Widespread growth of this technology is therefore anticipated, but what impact will this have on the national grid and how can self-builders get the best efficiencies from this technology at the lowest cost possible? James Standley, Managing Director of Kensa Heat Pumps, investigates in this article.

Reducing the impact on the national grid

The widespread adoption of heat pumps across the UK will increase electrical demand and concerns have been expressed that this will unduly increase the strain on the grid beyond its capacity, particularly at peak times. However, self-builders should be reassured that ground source heat pumps produce up to three times more energy than they consume and therefore actually reduce the load imposed on the grid. For every 1kWh of energy a ground source heat pump uses to power itself, you will typically get 3kWh of energy to heat your property.

Recent research confirms that the electrification of domestic heating on the grid is far less problematic than many had assumed. A paper examining the impact of large scale deployment of heat pumps on national demand published in the international peer-reviewed journal, Energy Policy concluded peak heat demand is 170GW, around 40% lower than previously thought, and the maximum ramp rate is 60GW/h, around 50% lower than previously thought. The paper says that ‘a shift towards heating GB’s homes using electricity rather than natural gas will therefore put much less pressure on the electricity supply system than previously anticipated’.

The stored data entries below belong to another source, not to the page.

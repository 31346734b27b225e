//! Cosine distance as an SQL scalar function.
//!
//! SQLite has no vector type, so stored BLOBs are compared by a
//! `cosine_distance(a, b)` function registered on every pooled connection.
//! Ranking queries compute `1 - cosine_distance(...)` and order by it.

use rusqlite::functions::FunctionFlags;
use rusqlite::Connection;

/// Name under which the distance function is registered.
pub const COSINE_DISTANCE_FN: &str = "cosine_distance";

/// Register `cosine_distance(blob, blob) -> REAL` on `conn`.
pub fn register(conn: &Connection) -> rusqlite::Result<()> {
    conn.create_scalar_function(
        COSINE_DISTANCE_FN,
        2,
        FunctionFlags::SQLITE_UTF8 | FunctionFlags::SQLITE_DETERMINISTIC,
        |ctx| {
            let a = ctx
                .get_raw(0)
                .as_blob()
                .map_err(|e| rusqlite::Error::UserFunctionError(e.into()))?;
            let b = ctx
                .get_raw(1)
                .as_blob()
                .map_err(|e| rusqlite::Error::UserFunctionError(e.into()))?;
            cosine_distance_bytes(a, b).ok_or_else(|| {
                rusqlite::Error::UserFunctionError(
                    format!(
                        "cosine_distance: incompatible operands ({} and {} bytes)",
                        a.len(),
                        b.len()
                    )
                    .into(),
                )
            })
        },
    )
}

/// Cosine distance between two packed little-endian `f32` vectors.
///
/// Returns `None` when the operands differ in length or are not a whole
/// number of elements.
pub fn cosine_distance_bytes(a: &[u8], b: &[u8]) -> Option<f64> {
    if a.len() != b.len() || a.len() % 4 != 0 {
        return None;
    }
    Some(cosine_distance(&widen(a), &widen(b)))
}

fn widen(bytes: &[u8]) -> Vec<f64> {
    bytes
        .chunks_exact(4)
        .map(|c| f32::from_le_bytes([c[0], c[1], c[2], c[3]]) as f64)
        .collect()
}

/// `1 - cos(a, b)`, in `[0, 2]`.
///
/// A zero vector has no direction; its distance to anything is 1.0
/// (similarity 0).
pub fn cosine_distance(a: &[f64], b: &[f64]) -> f64 {
    let mut dot = 0.0;
    let mut norm_a = 0.0;
    let mut norm_b = 0.0;
    for (x, y) in a.iter().zip(b) {
        dot += x * y;
        norm_a += x * x;
        norm_b += y * y;
    }
    if norm_a == 0.0 || norm_b == 0.0 {
        return 1.0;
    }
    let cos = (dot / (norm_a.sqrt() * norm_b.sqrt())).clamp(-1.0, 1.0);
    1.0 - cos
}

Smart controls, load shifting and energy storage

In addition, the emergence of dynamic tariffs (which vary electricity charges depending upon the time of use), heat storage products, smart-controls and, in some circumstances, battery storage, will not only mitigate capacity problems, but actually have a positive effect on the grid, further enhancing the carbon benefits and cost savings for savvy self-builders.

By using smart controls that learn the occupant’s preferences and building heat physics, it is possible to avoid the peaks of grid strain and shift load to the times when the grid can best accommodate it, and there is lower carbon and lower cost electricity. This means that the heat pump will turn on when there is extra capacity and turn off when the grid is under strain.

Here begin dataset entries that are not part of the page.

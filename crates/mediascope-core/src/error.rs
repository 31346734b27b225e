use thiserror::Error;

/// Top-level error type for Mediascope.
///
/// Every failure that can happen while ingesting or searching media maps to
/// exactly one variant. [`MediaError::kind`] gives the stable machine-readable
/// code that the HTTP layer puts on the wire.
#[derive(Debug, Error)]
#[non_exhaustive]
pub enum MediaError {
    #[error("Malformed vector: byte length {len} is not a multiple of 4")]
    MalformedVector { len: usize },

    #[error("Invalid vector value: NaN or infinity at index {index}")]
    InvalidVectorValue { index: usize },

    #[error("Vector dimension mismatch: expected {expected}, got {actual}")]
    DimensionMismatch { expected: usize, actual: usize },

    #[error("Unsupported media type: {0}")]
    UnsupportedMediaType(String),

    #[error("Feature extraction failed: {0}")]
    RemoteExtractionFailure(String),

    #[error("Scrape request failed: {0}")]
    RemoteScrapeFailure(String),

    #[error("Storage unavailable: {0}")]
    StorageUnavailable(String),

    #[error("Empty result: {0}")]
    EmptyResult(String),

    #[error("Result count mismatch: expected {expected}, got {actual}")]
    CountMismatch { expected: usize, actual: usize },

    #[error("Invalid input: {0}")]
    InvalidInput(String),

    #[error("Cancelled: {0}")]
    Cancelled(String),

    #[error("Configuration error: {0}")]
    Config(String),

    #[error("I/O error: {0}")]
    Io(#[from] std::io::Error),

    #[error("Serialization error: {0}")]
    Serialization(String),
}

impl MediaError {
    /// Stable snake_case identifier for this error class.
    pub fn kind(&self) -> &'static str {
        match self {
            MediaError::MalformedVector { .. } => "malformed_vector",
            MediaError::InvalidVectorValue { .. } => "invalid_vector_value",
            MediaError::DimensionMismatch { .. } => "dimension_mismatch",
            MediaError::UnsupportedMediaType(_) => "unsupported_media_type",
            MediaError::RemoteExtractionFailure(_) => "remote_extraction_failure",
            MediaError::RemoteScrapeFailure(_) => "remote_scrape_failure",
            MediaError::StorageUnavailable(_) => "storage_unavailable",
            MediaError::EmptyResult(_) => "empty_result",
            MediaError::CountMismatch { .. } => "count_mismatch",
            MediaError::InvalidInput(_) => "invalid_input",
            MediaError::Cancelled(_) => "cancelled",
            MediaError::Config(_) => "config_error",
            MediaError::Io(_) => "io_error",
            MediaError::Serialization(_) => "serialization_error",
        }
    }
}

impl From<toml::de::Error> for MediaError {
    fn from(err: toml::de::Error) -> Self {
        MediaError::Config(err.to_string())
    }
}

impl From<toml::ser::Error> for MediaError {
    fn from(err: toml::ser::Error) -> Self {
        MediaError::Config(err.to_string())
    }
}

impl From<serde_json::Error> for MediaError {
    fn from(err: serde_json::Error) -> Self {
        MediaError::Serialization(err.to_string())
    }
}

/// A specialized `Result` type for Mediascope operations.
pub type Result<T> = std::result::Result<T, MediaError>;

Ground source heat pumps have far more potential to participate in load shifting initiatives than air source variants, as the ground is a very stable temperature heat source. This means a ground source heat pump can be run at the same efficiency any time of day or night (unlike air source where the efficiency is lower when the outside air temperature is colder at night).

The grid generally has most excess capacity overnight and some of the variable tariffs go negative some nights, so people could actually get paid for running their heating. If you combine some energy storage local to the heat pump, it is possible to even further reduce the peak demand.

Heat pumps in retrofit projects

It is not only self-build properties that can benefit from ground source heat pump technology; retrofit projects can also enjoy lower carbon emissions and running costs compared to fossil fuel technologies.

A concern about the widespread roll-out of heat pumps into existing properties is the misconception that they won’t operate effectively without the high levels of fabric efficiency that you would expect to see in a new-build, for example with an EPC band of C or better, and underfloor heating throughout. In fact, the vast majority of Kensa’s very successful large-scale ground source heat pump retrofit works are in properties with an EPC of D or lower!

And Delta-E, in its December 2018 study into the ‘Technical Feasibility of Electric Heating in Rural Off-Gas Grid Dwellings’, reported that ‘based on average peak winter day temperatures, around 84% of homes can be electrified at their current level of insulation. This increases to around 93% if all suitable homes have loft and wall insulation installed’.

Obviously not all retrofit buildings can be as well insulated as a new build, especially in the case of barn conversions or where a property is listed or historic. However, what isn’t widely understood, is that improving insulation in a property containing a ground source heat pump typically results in a ‘double-win’ in comparison to a boiler, for example.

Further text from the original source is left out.